§ **YOUR GOAL**
Within the listing below, filter for "SyntaxToken" and copy every matching line.

[GIVEN DATA — start]

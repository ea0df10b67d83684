//! Symbol collection: walks the typed AST of one grammar and fills a [`SymbolTable`].
//!
//! Every definition becomes a [`Symbol`], every name use inside a rule body becomes
//! an [`Occurrence`]. Actions, predicates and argument blocks are recorded as nested
//! symbols of the rule that contains them.

use rowan::TextRange;
use smol_str::SmolStr;
use tracing::trace;

use crate::base::LineIndex;
use crate::parser::{
    AstNode, GrammarFile, GrammarType, Member, Rule, SyntaxKind, SyntaxNode, SyntaxToken,
    token_bounds,
};

use super::symbol_table::{Occurrence, Symbol, SymbolId, SymbolKind, SymbolTable};

pub(crate) struct SymbolCollector<'a> {
    table: SymbolTable,
    index: &'a LineIndex<'a>,
    source: &'a str,
    grammar_type: GrammarType,
    /// Rule currently being walked
    current_rule: Option<(SmolStr, SymbolId, bool)>,
}

impl<'a> SymbolCollector<'a> {
    pub fn new(index: &'a LineIndex<'a>, source: &'a str, grammar_type: GrammarType) -> Self {
        Self {
            table: SymbolTable::new(),
            index,
            source,
            grammar_type,
            current_rule: None,
        }
    }

    pub fn collect(mut self, file: &GrammarFile) -> SymbolTable {
        let mut mode: Option<SmolStr> = None;
        for member in file.members() {
            match member {
                Member::Decl(_) => {}
                Member::Options(spec) => {
                    for option in spec.options() {
                        self.collect_option(&option);
                    }
                }
                Member::Import(spec) => {
                    for delegate in spec.delegates() {
                        if let Some(name) = delegate.grammar() {
                            let symbol = self.named(&name, SymbolKind::Import, delegate.syntax());
                            self.table.insert(symbol);
                        }
                    }
                }
                Member::Tokens(spec) => {
                    for name in spec.names() {
                        self.define_token(&name, SymbolKind::VirtualLexerToken);
                    }
                }
                Member::Channels(spec) => {
                    for name in spec.names() {
                        self.define_token(&name, SymbolKind::TokenChannel);
                    }
                }
                Member::Action(action) => {
                    let name = action_header(action.syntax());
                    let symbol = self
                        .node_symbol(name, SymbolKind::GlobalNamedAction, action.syntax());
                    self.table.insert(symbol);
                }
                Member::Mode(spec) => {
                    if let Some(name) = spec.name() {
                        mode = Some(SmolStr::new(name.text()));
                        let symbol = self.named(&name, SymbolKind::LexerMode, spec.syntax());
                        self.table.insert(symbol);
                        self.add_definition(&name, SymbolKind::LexerMode);
                    }
                }
                Member::Rule(rule) => self.collect_rule(&rule, mode.clone()),
            }
        }
        trace!(symbols = self.table.len(), "collected grammar symbols");
        self.table
    }

    // ========================================================================
    // Prequel
    // ========================================================================

    fn collect_option(&mut self, option: &crate::parser::OptionEntry) {
        let Some(name) = option.name() else {
            return;
        };
        let symbol = if name.text() == "tokenVocab" {
            let Some(value) = option.value_text() else {
                return;
            };
            self.node_symbol(value, SymbolKind::TokenVocab, option.syntax())
        } else {
            self.node_symbol(name.text().to_string(), SymbolKind::Option, option.syntax())
        };
        self.table.insert(symbol);
    }

    fn define_token(&mut self, name: &SyntaxToken, kind: SymbolKind) {
        let range = name.text_range();
        let symbol = Symbol::new(name.text(), kind, self.source)
            .with_definition(name.text(), self.index.token_range(range))
            .with_ranges(range, Some(range));
        self.table.insert(symbol);
        self.add_definition(name, kind);
    }

    // ========================================================================
    // Rules
    // ========================================================================

    fn collect_rule(&mut self, rule: &Rule, mode: Option<SmolStr>) {
        let Some(name) = rule.name() else {
            return;
        };
        let kind = match rule {
            Rule::Parser(_) => SymbolKind::ParserRule,
            Rule::Lexer(lexer) if lexer.is_fragment() => SymbolKind::FragmentLexerToken,
            Rule::Lexer(_) => SymbolKind::LexerRule,
        };
        let symbol = self
            .named(&name, kind, rule.syntax())
            .with_description(rule.doc_comment().map(|d| clean_doc_comment(&d)))
            .with_mode(if rule.is_lexer() { mode } else { None });
        let id = self.table.insert(symbol);
        self.add_definition(&name, kind);

        let rule_name = SmolStr::new(name.text());
        self.current_rule = Some((rule_name, id, rule.is_lexer()));

        if let Rule::Parser(parser_rule) = rule {
            for node in parser_rule.argument_nodes() {
                let symbol = self
                    .node_symbol(node.to_string(), SymbolKind::Arguments, &node)
                    .with_parent(Some(id));
                self.table.insert(symbol);
            }
            for action in parser_rule.rule_actions() {
                let name = action_header(action.syntax());
                let symbol = self
                    .node_symbol(name, SymbolKind::LocalNamedAction, action.syntax())
                    .with_parent(Some(id));
                self.table.insert(symbol);
            }
        }
        if let Some(body) = rule.alt_list() {
            self.walk_body(body.syntax());
        }
        if let Rule::Parser(parser_rule) = rule {
            for action in parser_rule.exception_actions() {
                self.insert_token_symbol(&action, SymbolKind::ParserAction);
            }
        }
        self.current_rule = None;
    }

    /// Records references, actions and predicates below a rule body.
    fn walk_body(&mut self, body: &SyntaxNode) {
        let lexer = self.in_lexer_rule();
        for node in body.descendants() {
            match node.kind() {
                SyntaxKind::TERMINAL => {
                    if let Some(token) = first_token(&node)
                        && token.kind() == SyntaxKind::TOKEN_REF
                    {
                        self.add_reference(&token, SymbolKind::TokenReference);
                    }
                }
                SyntaxKind::RULE_REF_ELEMENT => {
                    if let Some(token) = first_token(&node) {
                        self.add_reference(&token, SymbolKind::RuleReference);
                    }
                }
                SyntaxKind::ACTION_ELEMENT => {
                    if let Some(token) = first_token(&node) {
                        let kind = if lexer {
                            SymbolKind::LexerAction
                        } else {
                            SymbolKind::ParserAction
                        };
                        self.insert_token_symbol(&token, kind);
                    }
                }
                SyntaxKind::PREDICATE => {
                    if let Some(token) = first_token(&node) {
                        let kind = if lexer {
                            SymbolKind::LexerPredicate
                        } else {
                            SymbolKind::ParserPredicate
                        };
                        self.insert_token_symbol(&token, kind);
                    }
                }
                SyntaxKind::LEXER_COMMAND => self.collect_lexer_command(&node),
                _ => {}
            }
        }
    }

    fn collect_lexer_command(&mut self, node: &SyntaxNode) {
        let Some(command) = crate::parser::LexerCommand::cast(node.clone()) else {
            return;
        };
        let (Some(name), Some(argument)) = (command.name(), command.argument()) else {
            return;
        };
        if argument.kind() == SyntaxKind::INT {
            return;
        }
        let kind = match name.text() {
            "channel" => SymbolKind::TokenChannel,
            "mode" | "pushMode" => SymbolKind::LexerMode,
            "type" => SymbolKind::TokenReference,
            _ => return,
        };
        self.add_reference(&argument, kind);
    }

    fn in_lexer_rule(&self) -> bool {
        match &self.current_rule {
            Some((_, _, lexer)) => *lexer,
            None => self.grammar_type == GrammarType::Lexer,
        }
    }

    // ========================================================================
    // Helpers
    // ========================================================================

    /// Symbol named by `name` whose definition is the whole `node`
    fn named(&self, name: &SyntaxToken, kind: SymbolKind, node: &SyntaxNode) -> Symbol {
        self.node_symbol(name.text().to_string(), kind, node)
            .with_ranges(node.text_range(), Some(name.text_range()))
    }

    fn node_symbol(&self, name: String, kind: SymbolKind, node: &SyntaxNode) -> Symbol {
        let symbol = Symbol::new(name, kind, self.source);
        match token_bounds(node) {
            Some((first, last)) => symbol
                .with_definition(
                    node.to_string(),
                    self.index
                        .construct_range(first.text_range(), last.text_range()),
                )
                .with_ranges(node.text_range(), None),
            None => symbol,
        }
    }

    /// Action or predicate symbol nested in the current rule
    fn insert_token_symbol(&mut self, token: &SyntaxToken, kind: SymbolKind) {
        let range = token.text_range();
        let parent = self.current_rule.as_ref().map(|(_, id, _)| *id);
        let symbol = Symbol::new(token.text(), kind, self.source)
            .with_definition(token.text(), self.index.token_range(range))
            .with_ranges(range, None)
            .with_parent(parent);
        self.table.insert(symbol);
    }

    fn add_definition(&mut self, name: &SyntaxToken, kind: SymbolKind) {
        self.add_occurrence(name.text_range(), name.text(), kind, true);
    }

    fn add_reference(&mut self, token: &SyntaxToken, kind: SymbolKind) {
        self.add_occurrence(token.text_range(), token.text(), kind, false);
    }

    fn add_occurrence(&mut self, range: TextRange, name: &str, kind: SymbolKind, definition: bool) {
        let rule = self.current_rule.as_ref().map(|(name, _, _)| name.clone());
        self.table.add_occurrence(Occurrence {
            name: SmolStr::new(name),
            kind,
            range,
            lexical: self.index.token_range(range),
            is_definition: definition,
            rule,
        });
    }
}

fn first_token(node: &SyntaxNode) -> Option<SyntaxToken> {
    node.children_with_tokens()
        .filter_map(|e| e.into_token())
        .find(|t| !t.kind().is_trivia())
}

/// `@lexer::members` for `@lexer::members { ... }`
fn action_header(node: &SyntaxNode) -> String {
    node.children_with_tokens()
        .filter_map(|e| e.into_token())
        .filter(|t| !t.kind().is_trivia())
        .take_while(|t| t.kind() != SyntaxKind::ACTION_BLOCK)
        .map(|t| t.text().to_string())
        .collect()
}

/// Strips comment delimiters and leading asterisks from a doc comment.
fn clean_doc_comment(text: &str) -> String {
    let body = text
        .trim_start_matches("/**")
        .trim_end_matches("*/");
    body.lines()
        .map(|line| {
            let line = line.trim();
            line.strip_prefix('*').map(str::trim_start).unwrap_or(line)
        })
        .filter(|line| !line.is_empty())
        .collect::<Vec<_>>()
        .join("\n")
}

/// Collect the symbols and occurrences of a parsed grammar.
pub(crate) fn collect_symbols(file: &GrammarFile, source: &str, index: &LineIndex<'_>) -> SymbolTable {
    SymbolCollector::new(index, source, file.grammar_type()).collect(file)
}

#[cfg(test)]
mod tests {
    use super::*;
    use crate::base::LexicalRange;
    use crate::parser::parse;

    fn collect(text: &str) -> SymbolTable {
        let parse = parse(text);
        let index = LineIndex::new(text);
        collect_symbols(&parse.tree(), "t.g4", &index)
    }

    #[test]
    fn test_rule_definitions_use_construct_ranges() {
        let table = collect("grammar t;\n\na: ZZ b;\nb: c+;\nc: A | B;\nA: 'A';\nB: 'B';\n");
        let b = table.lookup_kind("B", &[SymbolKind::LexerRule]).unwrap();
        let definition = b.definition.as_ref().unwrap();
        assert_eq!(definition.text, "B: 'B';");
        assert_eq!(definition.range, LexicalRange::from_coords(7, 0, 7, 6));
        assert_eq!(table.symbols_of_kind(&[SymbolKind::ParserRule]).count(), 3);
    }

    #[test]
    fn test_references_record_their_rule() {
        let table = collect("grammar t;\na: ZZ b;\nb: 'x';\n");
        let zz: Vec<_> = table.references_to("ZZ").collect();
        assert_eq!(zz.len(), 1);
        assert_eq!(zz[0].kind, SymbolKind::TokenReference);
        assert_eq!(zz[0].rule.as_deref(), Some("a"));
        assert_eq!(table.references_to("b").next().unwrap().kind, SymbolKind::RuleReference);
    }

    #[test]
    fn test_prequel_symbols() {
        let table = collect(
            "lexer grammar L;\noptions { tokenVocab = V; superClass = B; }\ntokens { T1 }\nchannels { C1 }\n@members { int x; }\nA: 'a' -> channel(C1);\nmode M;\nfragment F: 'f';\n",
        );
        assert!(table.lookup_kind("V", &[SymbolKind::TokenVocab]).is_some());
        assert!(table.lookup_kind("T1", &[SymbolKind::VirtualLexerToken]).is_some());
        assert!(table.lookup_kind("C1", &[SymbolKind::TokenChannel]).is_some());
        assert!(table.lookup_kind("M", &[SymbolKind::LexerMode]).is_some());
        let fragment = table.lookup("F").unwrap();
        assert_eq!(fragment.kind, SymbolKind::FragmentLexerToken);
        assert_eq!(fragment.mode.as_deref(), Some("M"));
        let actions: Vec<_> = table.symbols_of_kind(&[SymbolKind::GlobalNamedAction]).collect();
        assert_eq!(actions[0].name, "@members");
        let channel_use = table.references_to("C1").next().unwrap();
        assert_eq!(channel_use.kind, SymbolKind::TokenChannel);
    }

    #[test]
    fn test_actions_nest_under_rules() {
        let table = collect("grammar t;\nr[int a] @init {x} : A {y} {z}? ;\nA: 'a' {w};\n");
        let rule_id = table
            .iter_symbols_with_ids()
            .find(|(_, s)| s.name == "r")
            .map(|(id, _)| id);
        let nested: Vec<_> = table
            .iter_symbols()
            .filter(|s| s.parent == rule_id)
            .map(|s| s.kind)
            .collect();
        assert_eq!(
            nested,
            vec![
                SymbolKind::Arguments,
                SymbolKind::LocalNamedAction,
                SymbolKind::ParserAction,
                SymbolKind::ParserPredicate
            ]
        );
        assert_eq!(table.symbols_of_kind(&[SymbolKind::LexerAction]).count(), 1);
    }

    #[test]
    fn test_doc_comments_become_descriptions() {
        let table = collect("grammar t;\n/**\n * Entry point.\n */\nstart: A;\n");
        assert_eq!(
            table.lookup("start").unwrap().description.as_deref(),
            Some("Entry point.")
        );
    }
}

[GIVEN DATA — finish]

§ **FINISHED EXERCISE**
    AstNode, GrammarFile, GrammarType, Member, Rule, SyntaxKind, SyntaxNode, SyntaxToken,
    fn define_token(&mut self, name: &SyntaxToken, kind: SymbolKind) {
    fn named(&self, name: &SyntaxToken, kind: SymbolKind, node: &SyntaxNode) -> Symbol {
    fn insert_token_symbol(&mut self, token: &SyntaxToken, kind: SymbolKind) {
    fn add_definition(&mut self, name: &SyntaxToken, kind: SymbolKind) {
    fn add_reference(&mut self, token: &SyntaxToken, kind: SymbolKind) {
fn first_token(node: &SyntaxNode) -> Option<SyntaxToken> {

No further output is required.